2004 : le Comité de la liberté syndicale accepte cette plainte. Il condamne la Suisse et la prie de mettre sa législation en conformité avec les normes internationales du travail.

Le Conseil fédéral commence par nier la légitimité du comité de la liberté syndicale, attitude inacceptable de la part du pays hôte de l’OIT ! Ensuite il met sur pied une commission tripartite chargée de faire des propositions pour mettre la législation helvétique en conformité avec la convention 98 de l’OIT. Toutes ses propositions pour rendre la protection réellement efficace contre le licenciement antisyndical sont rejetées par la partie patronale, puis par le Conseil fédéral, qui fonde son refus sur celui des patrons, leur conférant de facto un droit de veto.

2006 : Nouveaux cas soumis à l’OIT. La commission de l’OIT invite à nouveau la Suisse à modifier sa législation, lui suggérant de s’inspirer de la loi sur l’égalité, qui prévoit la réintégration de la personne licenciée lorsque le juge constate le caractère abusif du congé.

2008 : nouveau refus d’agir du Conseil fédéral.

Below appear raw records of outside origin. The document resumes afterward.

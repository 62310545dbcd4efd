//! Logging init: file under XDG state dir, or graceful fallback to stderr.

use anyhow::Result;
use std::fs;
use std::io;
use std::path::PathBuf;
use tracing_subscriber::fmt::writer::BoxMakeWriter;
use tracing_subscriber::fmt::MakeWriter;
use tracing_subscriber::EnvFilter;

/// Writer that is either a file or stderr (used when file clone fails).
enum FileOrStderr {
    File(std::fs::File),
    Stderr,
}

impl io::Write for FileOrStderr {
    fn write(&mut self, buf: &[u8]) -> io::Result<usize> {
        match self {
            FileOrStderr::File(f) => f.write(buf),
            FileOrStderr::Stderr => io::stderr().lock().write(buf),
        }
    }

    fn flush(&mut self) -> io::Result<()> {
        match self {
            FileOrStderr::File(f) => f.flush(),
            FileOrStderr::Stderr => io::stderr().lock().flush(),
        }
    }
}

/// Initialize structured logging to `~/.local/state/netcache/netcache.log`.
/// On failure (e.g. log dir unwritable), returns Err so the caller can fall
/// back to stderr.
pub fn init_logging() -> Result<()> {
    let xdg_dirs = xdg::BaseDirectories::with_prefix("netcache")?;
    let log_dir = xdg_dirs.get_state_home();

    fs::create_dir_all(&log_dir)?;
    let log_file_path: PathBuf = log_dir.join("netcache.log");

    let file = fs::OpenOptions::new()
        .create(true)
        .append(true)
        .open(&log_file_path)?;

    struct FileMakeWriter(std::fs::File);

    impl<'a> MakeWriter<'a> for FileMakeWriter {
        type Writer = FileOrStderr;

        fn make_writer(&'a self) -> Self::Writer {
            self.0
                .try_clone()
                .map(FileOrStderr::File)
                .unwrap_or(FileOrStderr::Stderr)
        }
    }

    let writer: BoxMakeWriter = BoxMakeWriter::new(FileMakeWriter(file));

    let env_filter = EnvFilter::try_from_default_env()
        .unwrap_or_else(|_| EnvFilter::new("info,netcache=debug"));

    tracing_subscriber::fmt()
        .with_env_filter(env_filter)
        .with_writer(writer)
        .with_ansi(false)
        .init();

    tracing::info!("netcache logging initialized at {}", log_file_path.display());

    Ok(())
}

/// Initialize logging to stderr only (no file). Use when `init_logging`
/// fails so the embedding application doesn't crash.
pub fn init_logging_stderr() {
    let env_filter = EnvFilter::try_from_default_env()
        .unwrap_or_else(|_| EnvFilter::new("info,netcache=debug"));
    tracing_subscriber::fmt()
        .with_env_filter(env_filter)
        .with_writer(std::io::stderr)
        .with_ansi(false)
        .init();
}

2009 : nouvelle vague de licenciements antisyndicaux.

2009 : suspension de la procédure de la plainte à l’OIT suite aux consultations menées par le Conseil fédéral.

14 janvier 2011 : après deux tentatives de révision du Code des obligations (CO) (2008 et 2009), s’achève la mise en consultation (la 2e) de la révision partielle du Code des obligations du 1er octobre 2010. Le Conseil fédéral ne présente même pas les résultats de la cette consultation !

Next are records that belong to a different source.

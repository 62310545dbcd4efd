//! Request record, transfer status, and the callback contract.
//!
//! A fetch notifies its caller through two callbacks: a status callback that
//! may run several times (once per redirect hop) and can cancel the transfer
//! by returning `false`, and a transfer callback that runs at most once with
//! the final (possibly partial) data. The transfer callback is `FnOnce` so
//! the at-most-once contract is enforced by the type.

use thiserror::Error;

/// Lifecycle status of a fetch, as reported to the status callback.
#[derive(Debug, Clone, Copy, PartialEq, Eq, Default)]
pub enum Status {
    /// No response observed yet.
    #[default]
    Unknown,
    /// Resource exists (HTTP 200, or an accessible local file).
    Verified,
    /// Resource moved (HTTP 301); `Request::location` carries the target.
    Moved,
    /// Resource missing, unreachable, or the scheme is unsupported.
    NotFound,
    /// Transfer finished and the full contents are attached.
    Done,
    /// Transfer started but could not complete. Partial data may be attached.
    Failed,
}

/// One fetch in flight: the URI, what we know about it so far, and the bytes
/// received. Mutated only by the backend driving the fetch.
#[derive(Debug, Clone, Default)]
pub struct Request {
    pub uri: String,
    /// MIME type from `Content-Type`, if the server sent one.
    pub mime_type: Option<String>,
    pub status: Status,
    /// Response body, present once (and if) bytes arrived.
    pub data: Option<Vec<u8>>,
    /// Redirect target from `Location`, present alongside `Status::Moved`.
    pub location: Option<String>,
}

impl Request {
    pub(crate) fn new(uri: &str) -> Self {
        Request {
            uri: uri.to_string(),
            ..Default::default()
        }
    }

    /// Number of body bytes received so far.
    pub fn len(&self) -> usize {
        self.data.as_ref().map_or(0, Vec::len)
    }

    pub fn is_empty(&self) -> bool {
        self.len() == 0
    }
}

/// Status callback: runs as the status becomes known, possibly once per
/// redirect hop. Return `false` to cancel the fetch; no transfer callback
/// will run after that.
pub type StatusFn = Box<dyn FnMut(&Request) -> bool + Send + 'static>;

/// Transfer callback: terminal notification, runs at most once per fetch.
/// A failed transfer may still carry partial data.
pub type TransferFn = Box<dyn FnOnce(&Request) + Send + 'static>;

/// Error from a single fetch backend. Delivered to callers as `Status`
/// values through the callbacks; kept typed internally for logging and
/// classification.
#[derive(Debug, Error)]
pub enum FetchError {
    #[error(transparent)]
    Curl(#[from] curl::Error),
    /// Final response had a non-2xx status.
    #[error("HTTP {0}")]
    Http(u32),
    #[error("i/o: {0}")]
    Io(#[from] std::io::Error),
    #[error("unsupported scheme: {0}")]
    UnsupportedScheme(String),
    #[error("image decode failed")]
    Decode,
}

#[cfg(test)]
mod tests {
    use super::*;

    #[test]
    fn new_request_starts_unknown() {
        let r = Request::new("http://example.com/");
        assert_eq!(r.status, Status::Unknown);
        assert!(r.data.is_none());
        assert!(r.mime_type.is_none());
        assert_eq!(r.len(), 0);
        assert!(r.is_empty());
    }

    #[test]
    fn len_tracks_data() {
        let mut r = Request::new("http://example.com/");
        r.data = Some(vec![1, 2, 3]);
        assert_eq!(r.len(), 3);
        assert!(!r.is_empty());
    }
}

19 septembre 2012 : l’USS réactive la plainte tout en apportant 13 nouveaux cas de licenciements abusifs. L’USS demande notamment à l’OIT de constater le refus des autorités suisses de mettre un terme à une situation grave qui viole les droits fondamentaux.

5 novembre 2012 : parution du « livre noir des licenciements abusifs » https://www.uss.ch/fileadmin/user_u... accompagné par l’article de presse de Vania Alleva « Il est grand temps de protéger les syndicalistes et de renforcer le partenariat social » lequel revendique notamment l’adaptation du Code des obligations (CO) et la réintégration en cas de licenciement abusif. https://www.uss.ch/fileadmin/user_u...

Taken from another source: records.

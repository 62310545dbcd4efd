pub mod config;
pub mod logging;

// Core modules
pub mod cache_path;
pub mod fetch;
pub mod icon;
pub mod memory_cache;
pub mod net;
pub mod request;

5 novembre 2012 : intervention de Amnesty International avec l’article de presse « Les droits syndicaux font partie des droits humaines ». www.uss.ch/fileadmin/user_upload/Do...

6 novembre 2012 : parution de l’article de l’USS : « La plainte est indispensable à la protection de la liberté syndicale ». www.uss.ch/themes/travail/detail/la-plainte-est-indispensable-a-la-protection-de-la-liberte-syndicale

21 novembre 2012 : le Conseil fédéral constate qu’il n’y a pas eu de consensus sur la révision du CO et décide de suspendre les travaux sur le projet d’amélioration et donne mandat à l’administration de rédiger une étude approfondie en particulier sur la question des licenciements antisyndicaux.

16 mai 2019 : la Suisse est placée par l’OIT sur sa liste noire ! En effet, cette infraction chronique commise par la Suisse à l’encontre d’un droit constitutionnel et d’une norme du droit international qu’elle a ratifié, justifie son placement sur cette liste au même niveau que l’Iran, la Chine ou encore la Biélorussie en matière de violation des droits syndicaux.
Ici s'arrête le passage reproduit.